The recent resignation of Columbia Association CEO Lakey Boyd culminated months of uncertainty about her fate. It is not clear what were the problems that led to her negative performance evaluation last year — which neither Boyd or the board has shared. From the outside it appears the board, made up of elected representatives from Columbia’s 10 villages, wanted to micromanage its CEO.

The people who want CA to be better and different have to overcome obstacles created by the same person they want CA to emulate: Jim Rouse. 

The Columbia Association is an odd duck of an organization. Legally, it is a $72 million homeowners association, the largest in Maryland. It was created by the Rouse Co. because they wanted to build a city, but they couldn’t create a municipality out of the Swiss cheese of land ownership that is Columbia, with large pockets of outparcels owned by others. They also wanted to provide its 14,000 acre development with community and recreation facilities before residents actually arrived, financing them with debt that the residents would ultimately pay for with a property lien.

The role of CA is clear in its original legal name — the Columbia Park and Recreation Association. For almost two decades, the CPRA was controlled by a board made up of Rouse Co. officials, with elected village representatives making up an advisory Columbia Council. 

That Columbia Council is now the CA board. All this is based on property covenants that everybody who buys a building or piece of land originally owned by the Rouse Co. must sign. The problem with perpetual covenants on property is just that: They are designed to be perpetual, everlasting and hard to change.

Even in the good old early days of Columbia, the turnout for village elections was low, maybe a few hundred people. As Columbia and its residents have aged, the CA board has become more of a maintenance operation and the board, all unpaid volunteers, has limited power.

Some people envision CA as the embodiment of Jim Rouse’s vision for Columbia as a diverse, multifaith, integrated “garden for growing people,” as he would say. CA’s CEO would be the “mayor” of this enlightened city. 

But the real “mayor” of unincorporated Columbia is not the chief executive officer of the Columbia Association. It is the elected executive of Howard County, a Black man who has lived in Columbia for many years, raised a family here, and despite some missteps, represents the values of Jim Rouse. 

Through artful gerrymandering, two thirds of the Howard County Council — three out of five members — live in Columbia. A majority of its state legislators live in Columbia too, among them two of the most powerful people in Annapolis, chairs of major money committees in the House and Senate. 

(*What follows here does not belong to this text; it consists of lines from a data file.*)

static STOPPED_SAFEPOINT: LazyLock<Regex> = LazyLock::new(|| {
    Regex::new(
        r"Total time for which application threads were stopped: (?P<total>\d+[.,]\d+) seconds(?:, Stopping threads took: (?P<reach>\d+[.,]\d+) seconds)?",
    )
    .unwrap()
});

static NAMED_SAFEPOINT: LazyLock<Regex> = LazyLock::new(|| {
    Regex::new(
        r#"Safepoint "[^"]*", Time since last: \d+ ns, Reaching safepoint: (?P<reach>\d+) ns(?:, Cleanup: \d+ ns)?, At safepoint: \d+ ns, Total: (?P<total>\d+) ns"#,
    )
    .unwrap()
});

/// Parse a number that may use a decimal comma.
pub fn number(text: &str) -> Option<f64> {
    text.trim().replace(',', ".").parse().ok()
}

/// Seconds as printed by the JVM, returned in ms.
pub fn seconds_to_ms(text: &str) -> Option<f64> {
    number(text).map(|s| s * 1000.0)
}

/// Size with unit suffix, in bytes. A bare number is taken as bytes.
pub fn size(text: &str) -> Option<i64> {
    let caps = SIZE_PARTS.captures(text.trim())?;
    let value = number(&caps[1])?;
    let multiplier = match &caps[2] {
        "K" => 1i64 << 10,
        "M" => 1 << 20,
        "G" => 1 << 30,
        "T" => 1 << 40,
        _ => 1,
    };
    Some((value * multiplier as f64).round() as i64)
}

/// Plain region count, e.g. the `24` of `Eden regions: 24->0(21)`.
pub fn count(text: &str) -> Option<i64> {
    text.trim().parse().ok()
}

/// A `pre(precap)->post(postcap)` capture with any part optional.
#[derive(Debug, Clone, Copy, Default, PartialEq)]
pub struct MemoryChange {
    pub pre_used: Option<i64>,
    pub pre_capacity: Option<i64>,
    pub post_used: Option<i64>,
    pub post_capacity: Option<i64>,
}

impl MemoryChange {
    fn from_captures(caps: &Captures<'_>, convert: fn(&str) -> Option<i64>) -> Self {
        let get = |name: &str| caps.name(name).and_then(|m| convert(m.as_str()));
        Self {
            pre_used: get("pre"),
            pre_capacity: get("precap"),
            post_used: get("post"),
            post_capacity: get("postcap"),
        }
    }

    /// First memory change in `text`, sizes converted to bytes.
    pub fn find(text: &str) -> Option<Self> {
        MEMORY_CHANGE
            .captures(text)
            .map(|caps| Self::from_captures(&caps, size))
    }

    /// First memory change in `text`, values kept as plain region counts.
    pub fn find_regions(text: &str) -> Option<Self> {
        static REGION_CHANGE: LazyLock<Regex> = LazyLock::new(|| {
            Regex::new(
                r"(?P<pre>\d+)(?:\((?P<precap>\d+)\))?->(?P<post>\d+)(?:\((?P<postcap>\d+)\))?",
            )
            .unwrap()
        });
        REGION_CHANGE
            .captures(text)
            .map(|caps| Self::from_captures(&caps, count))
    }

    pub fn into_item(self, generation: crate::model::Generation) -> crate::model::MemoryItem {
        crate::model::MemoryItem {
            generation,
            pre_used: self.pre_used,
            pre_capacity: self.pre_capacity,
            post_used: self.post_used,
            post_capacity: self.post_capacity,
            in_regions: false,
        }
    }
}

/// Strip a trailing `12.345ms` or `1.2s` and return it in ms.
pub fn split_trailing_duration(text: &str) -> (&str, Option<f64>) {
    match TRAILING_DURATION.captures(text) {
        Some(caps) => {
            let head = caps.name("head").map_or("", |m| m.as_str());
            let value = number(&caps["value"]);
            let ms = match &caps["unit"] {
                "s" => value.map(|v| v * 1000.0),
                _ => value,
            };
            (head, ms)
        }
        None => (text, None),
    }
}

/// Strip a trailing `24M->4M(256M)` style memory change.
pub fn split_trailing_memory(text: &str) -> (&str, Option<MemoryChange>) {
    match TRAILING_MEMORY.captures(text) {
        Some(caps) => {
            let head = caps.name("head").map_or("", |m| m.as_str());
            (head, MemoryChange::find(&caps["mem"]))
        }
        None => (text, None),
    }
}

/// Split `Pause Young (Normal) (G1 Evacuation Pause)` into the name and
/// its parenthesized groups. Nested parentheses stay within their group.
pub fn split_title(text: &str) -> (&str, Vec<&str>) {
    let text = text.trim();
    let Some(open) = text.find(" (") else {
        return (text, Vec::new());
    };
    let name = &text[..open];
    let mut groups = Vec::new();
    let mut depth = 0usize;
    let mut group_start = None;
    for (i, c) in text.char_indices().skip_while(|(i, _)| *i <= open) {
        match c {
            '(' => {
                if depth == 0 {
                    group_start = Some(i + 1);
                }
                depth += 1;
            }
            ')' if depth > 0 => {
                depth -= 1;
                if depth == 0 {
                    if let Some(start) = group_start.take() {
                        groups.push(&text[start..i]);
                    }
                }
            }
            _ => {}
        }
    }
    (name, groups)
}

fn parse_datestamp(text: &str) -> Option<DateTime<Utc>> {
    let text = text.replace(',', ".");
    DateTime::parse_from_str(&text, "%Y-%m-%dT%H:%M:%S%.3f%z")
        .ok()
        .map(|d| d.with_timezone(&Utc))
}

/// A legacy line after its `date: uptime: ` prefix.
#[derive(Debug, Clone, Copy)]
pub struct LegacyLine<'a> {
    pub datestamp: Option<DateTime<Utc>>,
    /// ms since JVM start
    pub uptime: Option<f64>,
    pub rest: &'a str,
}

pub fn legacy_line(line: &str) -> LegacyLine<'_> {
    match LEGACY_PREFIX.captures(line) {
        Some(caps) => LegacyLine {
            datestamp: caps.name("date").and_then(|m| parse_datestamp(m.as_str())),
            uptime: caps.name("uptime").and_then(|m| seconds_to_ms(m.as_str())),
            rest: caps.name("rest").map_or(line, |m| m.as_str()),
        },
        None => LegacyLine {
            datestamp: None,
            uptime: None,
            rest: line,
        },
    }
}

/// A unified logging line split into decorations and message.
#[derive(Debug, Clone, Copy, Default)]
pub struct UnifiedLine<'a> {
    pub datestamp: Option<DateTime<Utc>>,
    pub uptime: Option<f64>,
    pub level: Option<&'a str>,
    pub tags: Option<&'a str>,
    pub gc_id: Option<u64>,
    pub message: &'a str,
}

impl UnifiedLine<'_> {
    pub fn has_tag(&self, tag: &str) -> bool {
        self.tags
            .is_some_and(|tags| tags.split(',').any(|t| t == tag))
    }
}

const LEVELS: &[&str] = &["trace", "debug", "info", "warning", "error"];
//! Rule-based diagnosis of a finished model.
//!
//! Each rule looks at the model for one known problem pattern and, when it
//! finds it, reports a [`Diagnosis`] with the problem and what to try.
//!
//! ```text
//! ┌──────────────────────────────────────────────────────────┐
//! │                        DIAGNOSER                         │
//! │                                                          │
//! │  ┌──────────────┐  ┌──────────────┐  ┌──────────────┐    │
//! │  │ long_pause   │  │ explicit_gc  │  │ ...          │    │
//! │  └──────┬───────┘  └──────┬───────┘  └──────┬───────┘    │
//! │         ▼                 ▼                 ▼            │
//! │  ┌────────────────────────────────────────────────────┐  │
//! │  │ Diagnoser::run()                                   │  │
//! │  │  - skips rules disabled in config                  │  │
//! │  │  - calls rule.diagnose() with the shared context   │  │
//! │  │  - collects the diagnoses in registration order    │  │
//! │  └────────────────────────────────────────────────────┘  │
//! └──────────────────────────────────────────────────────────┘
//! ```
//!
//! ## Usage
//!
//! ```rust,ignore
//! use gcscope_core::analytics::create_default_diagnoser;
//!
//! let diagnoser = create_default_diagnoser(config.diagnoser.clone());
//! for diagnosis in diagnoser.run(&model) {
//!     println!("{}: {}", diagnosis.rule, diagnosis.problem);
//! }
//! ```

use crate::config::DiagnoserConfig;
use crate::error::{Error, Result};
use crate::model::GcModel;
use serde::Serialize;
use std::time::Instant;

#[derive(Debug, Clone, Copy, PartialEq, Eq, PartialOrd, Ord, Serialize)]
#[serde(rename_all = "snake_case")]
pub enum Severity {
    Info,
    Warning,
    Critical,
}

impl Severity {
    pub fn as_str(&self) -> &'static str {
        match self {
            Severity::Info => "info",
            Severity::Warning => "warning",
            Severity::Critical => "critical",
        }
    }
}

/// A problem found in the log.
#[derive(Debug, Clone, PartialEq, Serialize)]
pub struct Diagnosis {
    /// Name of the rule that produced it
    pub rule: String,
    pub severity: Severity,
    pub problem: String,
    pub suggestions: Vec<String>,
    /// Start (ms since JVM start) of the first event showing the problem
    pub first_event: Option<f64>,
    pub occurrences: usize,
}

impl Diagnosis {
    pub fn new(rule: &str, severity: Severity, problem: impl Into<String>) -> Self {
        Self {
            rule: rule.to_string(),
            severity,
            problem: problem.into(),
            suggestions: Vec::new(),
            first_event: None,
            occurrences: 0,
        }
    }

    pub fn suggest(mut self, suggestion: impl Into<String>) -> Self {
        self.suggestions.push(suggestion.into());
        self
    }

    pub fn at(mut self, first_event: Option<f64>, occurrences: usize) -> Self {
        self.first_event = first_event;
        self.occurrences = occurrences;
        self
    }
}

/// What a rule gets to look at.
pub struct DiagnosisContext<'a> {
    pub model: &'a GcModel,
    pub config: &'a DiagnoserConfig,
}

/// A single problem pattern.
///
/// Rules are stateless: the same model and thresholds always give the
/// same answer. A rule that finds nothing returns `None`.
pub trait DiagnosisRule: Send + Sync {
    /// Unique name, used in config to disable the rule.
    fn name(&self) -> &str;

    fn description(&self) -> &str;

    fn diagnose(&self, ctx: &DiagnosisContext) -> Option<Diagnosis>;
}

/// Holds the registered rules and runs them against a model.
pub struct Diagnoser {
    rules: Vec<Box<dyn DiagnosisRule>>,
    config: DiagnoserConfig,
}

impl Diagnoser {
    /// Create a diagnoser with no rules.
    pub fn new(config: DiagnoserConfig) -> Self {
        Self {
            rules: Vec::new(),
            config,
        }
    }

    pub fn register(&mut self, rule: Box<dyn DiagnosisRule>) {
        tracing::debug!(rule = rule.name(), "Registered diagnosis rule");
        self.rules.push(rule);
    }

    pub fn rule_names(&self) -> Vec<&str> {
        self.rules.iter().map(|r| r.name()).collect()
    }

    pub fn has_rule(&self, name: &str) -> bool {
        self.rules.iter().any(|r| r.name() == name)
    }

    pub fn config(&self) -> &DiagnoserConfig {
        &self.config
    }

    fn is_disabled(&self, name: &str) -> bool {
        self.config.disabled_rules.iter().any(|d| d == name)
    }

    fn run_one(&self, rule: &dyn DiagnosisRule, model: &GcModel) -> Option<Diagnosis> {
        let ctx = DiagnosisContext {
            model,
            config: &self.config,
        };
        let start = Instant::now();
        let diagnosis = rule.diagnose(&ctx);
        tracing::debug!(
            rule = rule.name(),
            found = diagnosis.is_some(),
            duration_us = start.elapsed().as_micros() as u64,
            "Ran diagnosis rule"
        );
        diagnosis
    }

    /// Run a specific rule, even if config disables it.
    pub fn run_rule(&self, name: &str, model: &GcModel) -> Result<Option<Diagnosis>> {
        let rule = self
            .rules
            .iter()
            .find(|r| r.name() == name)
            .ok_or_else(|| Error::Config(format!("Diagnosis rule not found: {name}")))?;
        Ok(self.run_one(rule.as_ref(), model))
    }

    /// Run every enabled rule and collect what they find.
    pub fn run(&self, model: &GcModel) -> Vec<Diagnosis> {
        let mut found = Vec::new();
        for rule in &self.rules {
            if self.is_disabled(rule.name()) {
                tracing::debug!(rule = rule.name(), "Skipping disabled diagnosis rule");
                continue;
            }
            found.extend(self.run_one(rule.as_ref(), model));
        }
        tracing::info!(
            rules = self.rules.len(),
            diagnoses = found.len(),
            "Diagnosis complete"
        );
        found
    }
}

#[cfg(test)]
mod tests {
    use super::*;
    use crate::model::{CollectorFamily, LogFormat, LogStyle, ModelBuilder};
    use crate::pipeline;

    struct Always;

    impl DiagnosisRule for Always {
        fn name(&self) -> &str {
            "test.always"
        }

        fn description(&self) -> &str {
            "Always reports"
        }

        fn diagnose(&self, ctx: &DiagnosisContext) -> Option<Diagnosis> {
            Some(
                Diagnosis::new(self.name(), Severity::Info, "always")
                    .at(Some(ctx.model.start_time()), 1),
            )
        }
    }

    struct Never;

    impl DiagnosisRule for Never {
        fn name(&self) -> &str {
            "test.never"
        }

        fn description(&self) -> &str {
            "Never reports"
        }

        fn diagnose(&self, _ctx: &DiagnosisContext) -> Option<Diagnosis> {
            None
        }
    }

    fn empty_model() -> GcModel {
        let format = LogFormat::new(CollectorFamily::Serial, LogStyle::Legacy);
        let mut b = ModelBuilder::new(format).unwrap();
        b.observe(10.0);
        pipeline::run(b).unwrap()
    }

    #[test]
    fn test_register_and_run() {
        let mut diagnoser = Diagnoser::new(DiagnoserConfig::default());
        diagnoser.register(Box::new(Always));
        diagnoser.register(Box::new(Never));

        assert_eq!(diagnoser.rule_names(), vec!["test.always", "test.never"]);
        assert!(diagnoser.has_rule("test.never"));

        let found = diagnoser.run(&empty_model());
        assert_eq!(found.len(), 1);
        assert_eq!(found[0].rule, "test.always");
    }

    #[test]
    fn test_disabled_rule_is_skipped() {
        let config = DiagnoserConfig {
            disabled_rules: vec!["test.always".to_string()],
            ..DiagnoserConfig::default()
        };
        let mut diagnoser = Diagnoser::new(config);
        diagnoser.register(Box::new(Always));
        let model = empty_model();

        assert!(diagnoser.run(&model).is_empty());
        // explicit runs ignore the disabled list
        assert!(diagnoser.run_rule("test.always", &model).unwrap().is_some());
    }

    #[test]
    fn test_unknown_rule_is_error() {
        let diagnoser = Diagnoser::new(DiagnoserConfig::default());
        let err = diagnoser.run_rule("missing", &empty_model()).unwrap_err();
        assert!(err.to_string().contains("missing"));
    }
}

A majority of these representatives are women, two are Black, two are Asian. We have a diverse school board as well. What I’m suggesting is that our elected officials at the local and state level fully represent the progressive values that Jim Rouse espoused and have become mainstream ideals. 

All these diverse officials oversee the basic services we depend on: streets, schools, libraries, public safety, police, fire and emergency services, trash, even the parks and playing fields that didn’t exist before Columbia. 

Expecting the Columbia Association to change its stripes is a waste of time. Keep the pools and community buildings running, maintain those 3,000 acres of open space and all the pathways through them. 

Here are a couple of quick fixes I recommend for CA: Recruit some younger, more diverse candidates for the CA board and then mail a ballot to every household in the village with a postage paid return envelope. Include candidate information in the mailing. 

Two: Stop hiring CEOs based on a national search. We didn’t get competent county executives like Calvin Ball, Allan Kittleman, Ken Ulman and Jim Robey with a national search. They came from here. Interim CEO Dennis Mattey has been with CA forever. Why bring in somebody who doesn’t know the organization and the community the way Mattey does?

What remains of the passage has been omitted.